The board of directors (the "Board") is primarily responsible for supervising the management of
the Corporation's business and affairs. Its authority is determined by the provisions of the Canada
Business Corporations Act and by the Corporation's By-laws. In addition, the Board's activities are
governed by a set of procedural rules which are adopted by the Board. The Board regularly reviews its
guidelines and policies and, not less than annually, considers how its corporate governance practices
align with guidelines established by the Canadian regulatory authorities having authority, including
the Toronto Stock Exchange.
The Board meets as required to conduct its business, which includes the approval of the quarterly and
annual audited consolidated financial statements of the Corporation.

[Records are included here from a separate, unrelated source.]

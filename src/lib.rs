//! Typed graph operations and the dispatch core that executes them.
//!
//! Callers build an operation (seeded lookups such as [`GetEdges`], or
//! post-processing such as [`Sort`]), hand it to an [`Executor`], and get
//! back a lazy [`ElementStream`]. The executor routes each operation to the
//! handler registered for its exact type in the backend's
//! [`HandlerRegistry`].
//!
//! ```
//! use graphops::{
//!     Context, Edge, ElementPropertyComparator, GetEdges, MemoryBackend, OperationBuilder,
//!     SeededBuilder, Sort,
//! };
//! use serde_json::json;
//!
//! let backend = MemoryBackend::new();
//! backend.add_element(Edge::new("road", "a", "b", true).with_property("weight", json!(3)));
//! backend.add_element(Edge::new("road", "a", "c", true).with_property("weight", json!(7)));
//! let executor = backend.into_executor();
//! let context = Context::default();
//!
//! let edges = executor
//!     .execute(GetEdges::builder().add_seed(graphops::Seed::entity("a")).build()?, &context)?
//!     .expect("stream");
//! let top = Sort::builder()
//!     .input(edges)
//!     .comparator(ElementPropertyComparator::new("weight"))
//!     .reversed(true)
//!     .result_limit(1)
//!     .build()?;
//! let best = executor.execute(top, &context)?.expect("stream").collect_elements()?;
//! assert_eq!(best[0].property("weight"), Some(&json!(7)));
//! # Ok::<(), graphops::GraphOpsError>(())
//! ```

pub mod backend;
pub mod config;
pub mod context;
pub mod element;
pub mod errors;
pub mod executor;
pub mod handler;
pub mod matching;
pub mod operation;
pub mod seed;
pub mod stream;
pub mod topk;
pub mod view;

pub use crate::backend::MemoryBackend;
pub use crate::config::GraphConfig;
pub use crate::context::{CancellationFlag, Context, User};
pub use crate::element::{Edge, Element, Entity, Properties};
pub use crate::errors::GraphOpsError;
pub use crate::executor::Executor;
pub use crate::handler::{HandlerOutput, HandlerRegistry, OperationHandler};
pub use crate::matching::SeedMatchingConfig;
pub use crate::operation::{
    DirectedType, ElementComparator, ElementPropertyComparator, FnComparator, GetAllElements,
    GetEdges, GetElements, GetEntities, IncludeIncomingOutgoing, Limit, Operation,
    OperationBuilder, SeedMatching, SeededBuilder, SeededOperation, Sort,
};
pub use crate::seed::{EdgeSeed, EntitySeed, Seed};
pub use crate::stream::{ElementStream, StreamItem};
pub use crate::view::{View, ViewElementDefinition};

The Board's Chairman, together with the lead director, is responsible for the management, development
and effective performance of the Board, for monitoring the Corporation's development through regular
contact with the President and CEO, and for ensuring that the Board regularly receives reports
concerning the development of the Company's business and operations, including progress in respect of
profits, liquidity and significant contractual matters.
The Chairman of the Board (the "Chairman") is responsible for the management, the development and the effective performance of the Board of Directors and for providing leadership to the Board for all aspects of its work. The Chairman acts in an advisory capacity to the Chief Executive Officer (hereinafter also referred to as the "CEO") and to other officers on all matters concerning the interests and management of the Corporation and, in coordination with the CEO, may play a role in the Corporation's external relationships.
The Audit Committee consists of three Board members, each of whom is independent and financially literate. The audit committee reviews and reports to the Board on the integrity of the consolidated financial statements of the Company. The Audit Committee ensures the Company has designed and implemented effective internal financial controls and reviews the compliance with regulatory and statutory requirements as they related to the financial statements, taxation matters and disclosure of material facts.
This Committee is comprised of three non-executive Board members and assists the Board in identifying qualified individuals for Board membership, develops and implements corporate governance guidelines, and reports annually to the Corporation's shareholders on the Corporation's system of corporate governance.
This Committee is comprised of three Board members, a majority of whom are non-executive Board members. This Committee assists the Board in its oversight of health, safety, environment and community risks, the Corporation's performance in relation to health, safety, environmental and community matters, and the Corporation's compliance with applicable legal and regulatory requirements associated with health, safety, environmental and community matters.
The Human Resources/Compensation Committee is comprised of three non-executive members of the Board. The Human Resources/Compensation Committee is responsible for administering the Corporation's executive compensation program and implements and oversees human resources and compensation policies approved by the Board. The Committee meets not less than annually.